### Hadoop3.3 + Spark3.0 + IPython3.7 机器学习与大数据实战
## <center>流程式机器学习二元分类 >>> 基于 Spark ML Pipeline</center>
### <center>策略制定及验证：张君颖  ； 报告日期：2020.12.23</center>  
  
<font color=blue><center>作者邮箱：zhang.jun.ying@outlook.com</center></font>   
  
<font color=blue><center>项目源代码、数据、自定义函数已上传GitHub：</center></font>   
    
<font color=blue><center>https://github.com/lotbear/Python-Financial-investment-strategy</center></font>

### 流程式机器学习  Spark ML Pipeline

ML Pipeline 的原理是，将机器学习的每一个阶段（如数据清洗、特征工程、模型训练、模型预测等）集合成一个固定的流程，方便不断重复调用。
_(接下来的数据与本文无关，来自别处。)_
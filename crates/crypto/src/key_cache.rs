// Path: crates/crypto/src/key_cache.rs
//! Mtime-indexed hot reload of key files.
//!
//! Every handler that needs an envelope goes through a cache instead of
//! re-reading PEM per request. The cache keys on file mtimes, so replacing a
//! key file on disk takes effect on the next `envelope()` call without a
//! restart. Concurrent callers serialize on one async mutex, which also
//! guarantees at most one reload is in flight.

use crate::envelope::RsaEnvelope;
use provenet_types::error::CryptoError;
use std::path::{Path, PathBuf};
use std::sync::Arc;
use std::time::SystemTime;
use tokio::sync::Mutex;

enum KeySource {
    /// A private/public pair at two paths.
    Pair {
        private_path: PathBuf,
        public_path: PathBuf,
    },
    /// A single public key file (session or explorer key).
    PublicOnly { path: PathBuf },
}

struct CacheState {
    private_mtime: Option<SystemTime>,
    public_mtime: SystemTime,
    envelope: Arc<RsaEnvelope>,
}

/// An mtime-indexed cache over one envelope's key files.
pub struct KeyCache {
    source: KeySource,
    state: Mutex<Option<CacheState>>,
}

impl KeyCache {
    /// Cache a full key pair.
    pub fn new_pair(private_path: impl Into<PathBuf>, public_path: impl Into<PathBuf>) -> Self {
        Self {
            source: KeySource::Pair {
                private_path: private_path.into(),
                public_path: public_path.into(),
            },
            state: Mutex::new(None),
        }
    }

    /// Cache a public-only key file.
    pub fn new_public(path: impl Into<PathBuf>) -> Self {
        Self {
            source: KeySource::PublicOnly { path: path.into() },
            state: Mutex::new(None),
        }
    }

    /// Return the cached envelope, reloading if any key file changed on disk.
    pub async fn envelope(&self) -> Result<Arc<RsaEnvelope>, CryptoError> {
        let mut state = self.state.lock().await;
        match &self.source {
            KeySource::Pair {
                private_path,
                public_path,
            } => {
                let private_mtime = mtime(private_path).await?;
                let public_mtime = mtime(public_path).await?;
                if let Some(cached) = state.as_ref() {
                    if cached.private_mtime == Some(private_mtime)
                        && cached.public_mtime == public_mtime
                    {
                        return Ok(Arc::clone(&cached.envelope));
                    }
                }
                let private_pem = read_key(private_path).await?;
                let public_pem = read_key(public_path).await?;
                let envelope = Arc::new(RsaEnvelope::from_key_pair_pem(&private_pem, &public_pem)?);
                tracing::debug!(target: "key_cache", path = %public_path.display(), "reloaded key pair");
                *state = Some(CacheState {
                    private_mtime: Some(private_mtime),
                    public_mtime,
                    envelope: Arc::clone(&envelope),
                });
                Ok(envelope)
            }
            KeySource::PublicOnly { path } => {
                let public_mtime = mtime(path).await?;
                if let Some(cached) = state.as_ref() {
                    if cached.public_mtime == public_mtime {
                        return Ok(Arc::clone(&cached.envelope));
                    }
                }
                let public_pem = read_key(path).await?;
                let envelope = Arc::new(RsaEnvelope::from_public_pem(&public_pem)?);
                tracing::debug!(target: "key_cache", path = %path.display(), "reloaded public key");
                *state = Some(CacheState {
                    private_mtime: None,
                    public_mtime,
                    envelope: Arc::clone(&envelope),
                });
                Ok(envelope)
            }
        }
    }
}

async fn mtime(path: &Path) -> Result<SystemTime, CryptoError> {
    let meta = tokio::fs::metadata(path).await.map_err(|e| io_to_crypto(path, e))?;
    meta.modified().map_err(|e| io_to_crypto(path, e))
}

async fn read_key(path: &Path) -> Result<String, CryptoError> {
    tokio::fs::read_to_string(path)
        .await
        .map_err(|e| io_to_crypto(path, e))
}

fn io_to_crypto(path: &Path, e: std::io::Error) -> CryptoError {
    if e.kind() == std::io::ErrorKind::NotFound {
        CryptoError::KeyNotFound(path.display().to_string())
    } else {
        CryptoError::Io(format!("{}: {e}", path.display()))
    }
}

#[cfg(test)]
mod tests {
    use super::*;
    use std::time::Duration;

    fn write_pair(dir: &Path) -> RsaEnvelope {
        let env = RsaEnvelope::generate(1024).unwrap();
        std::fs::write(dir.join("private_key"), env.private_key_pem().unwrap()).unwrap();
        std::fs::write(dir.join("public_key"), env.public_key_pem().unwrap()).unwrap();
        env
    }

    #[tokio::test]
    async fn missing_file_is_key_not_found() {
        let dir = tempfile::tempdir().unwrap();
        let cache = KeyCache::new_pair(dir.path().join("private_key"), dir.path().join("public_key"));
        assert!(matches!(
            cache.envelope().await.unwrap_err(),
            CryptoError::KeyNotFound(_)
        ));
    }

    #[tokio::test]
    async fn unchanged_mtimes_return_same_envelope() {
        let dir = tempfile::tempdir().unwrap();
        write_pair(dir.path());
        let cache = KeyCache::new_pair(dir.path().join("private_key"), dir.path().join("public_key"));
        let first = cache.envelope().await.unwrap();
        let second = cache.envelope().await.unwrap();
        assert!(Arc::ptr_eq(&first, &second));
    }

    #[tokio::test]
    async fn touched_file_triggers_reload() {
        let dir = tempfile::tempdir().unwrap();
        write_pair(dir.path());
        let cache = KeyCache::new_pair(dir.path().join("private_key"), dir.path().join("public_key"));
        let first = cache.envelope().await.unwrap();

        // Filesystem mtime granularity can be a full second.
        tokio::time::sleep(Duration::from_millis(1100)).await;
        let replacement = write_pair(dir.path());

        let second = cache.envelope().await.unwrap();
        assert!(!Arc::ptr_eq(&first, &second));
        let cipher = second.encrypt("after-rotation").unwrap();
        assert_eq!(replacement.decrypt(&cipher).unwrap(), "after-rotation");
    }

    #[tokio::test]
    async fn public_only_mode_verifies() {
        let dir = tempfile::tempdir().unwrap();
        let pair = write_pair(dir.path());
        let cache = KeyCache::new_public(dir.path().join("public_key"));
        let env = cache.envelope().await.unwrap();
        let sig = pair.sign("claim").unwrap();
        assert!(env.verify("claim", &sig));
        assert!(matches!(
            env.decrypt("anything").unwrap_err(),
            CryptoError::PrivateKeyUnavailable
        ));
    }
}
![image.png](attachment:image.png)

本例中，我们将 Pipeline 划分为 4 个阶段，前 3 个阶段是数据处理，第 4 个阶段为 模型拟合：   

1》 StringIndexer : 将字符串型 类别数据，转换为数值型数据；   

2》 OneHotEncoder : 将上一步转换的类别数字，进行 0 1 独热编码；   

3》 VectorAssembler : 将所有特征向量整合在一起；   

4》 DesionTreeClassifier : 用决策树模型进行训练。

### 二元分类项目：网页实效性 

#### <font color=blue>>>> 通过算法建模，将网页实效性分为 ephemeral（暂时型）和 evergreen（长青型）两类。</font>       

数据基本情况：   

该项目提供 2 个数据文件：train.tsv（训练集）  ;  test.tsv （测试集）      

训练集数据，数据总量：7395 个网页数据，变量数：26个，有分类标签（ label: ephemeral=0； evergreen=1 ）  

测试集数据，数据总量：3171 个网页数据，变量数：26个，无分类标签，需要模型预测出分类标签 

#### 拿到数据后，我们首先要 “ 分析问题 ”：   

网页内容的实效性短的（ephemeral），比如 新闻热点 / 股市消息 / 季节性话题等；内容实效性长的（evergreen），比如 理财观念 / 读书笔记等。   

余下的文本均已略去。